Acht Gruppen von Jugendlichen haben den Platz zu ihrem Treffpunkt auserkoren. „Wir versuchen, mit allen ins Gespräch zu kommen”, sagt Schütz-Berg. Die Arbeit habe, nicht zuletzt dank der Unterstützung durch das Jugendmobil des Jugendamtes, Fortschritte gemacht. „Aber auf erwachsene, randalierende und alkoholisierte Mitmenschen haben wir leider wenig Einfluss.”

„Ich glaube, dass die Belastung der Anwohner sehr groß ist”, sagt Berthold Becker vom Jugendamt. Zumal am Ahrweilerplatz auch Außengastronomie und eine Diskothek für Publikumsverkehr in den späten Abendstunden sorgen. Das generelle Problem ist für ihn aber keineswegs neu. „Wir kennen es von vielen anderen Plätzen und Spielplätzen in der Stadt.” Immer, wenn mehr als drei Jugendliche zusammensitzen, werde dies schon kritisch beäugt. „Dann ist etwas Schlimmes im Gange”, übertreibt Becker bewusst. Man müsse sich jedoch vom Standpunkt verabschieden, dass alle Jugendliche auch eine Jugendeinrichtung besuchen. „Die jungen Leute suchen sich ihre Treffpunkte, erobern sich die Straße”, sagt Becker.
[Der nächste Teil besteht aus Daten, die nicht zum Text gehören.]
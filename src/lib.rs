pub mod cloud;
pub mod config;
pub mod controller;
pub mod crd;
pub mod ipam;
pub mod server;
pub mod store;

// Re-export for main.rs tests
pub use crate::controller::{
    error_requeue, reconcile_cluster, reconcile_drain, reconcile_node_pool, Context,
    ReconcileError,
};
Und das laufe meist auch unproblematisch. „Allerdings müssen wir auch klare Regeln haben und Grenzen ziehen”, sagt Becker. Mit einer konzertierten Aktion müssten Jugendamt, Papst-Johannes-Haus und Polizei die Nachtruhe schützen. Er will mit den Jugendlichen ein Reglement schaffen, dessen Regeln im Fall der Fälle durchgesetzt werden. „Nur kann man das niemals alleine über Ordnungspolitik machen”, ist er überzeugt.

Alltag in der Jugendarbeit

Eine Einschätzung, die Martina Schütz-Berg teilt. Um Einfluss auf das Geschehen zu haben, schwebt ihr eine Veranstaltungsreihe auf dem Platz vor. In den Sommermonaten könne das Papst-Johannes-Haus freitags zwischen 18 und 21 Uhr ein Programm anbieten. „Wir dürfen den Platz nicht den Chaoten überlassen”, lautet das Motto.

Die Pädagogen und Jugendarbeiter wollen Einfluss nehmen, Zugang zu den Cliquen finden. „Nur sehen wir hier jedes Jahr neue Gesichter, fangen jeden Sommer neu an”, bilanziert Berthold Becker. Eine Sisyphusarbeit? Nein, sagte Becker. Alltag in der Jugendarbeit.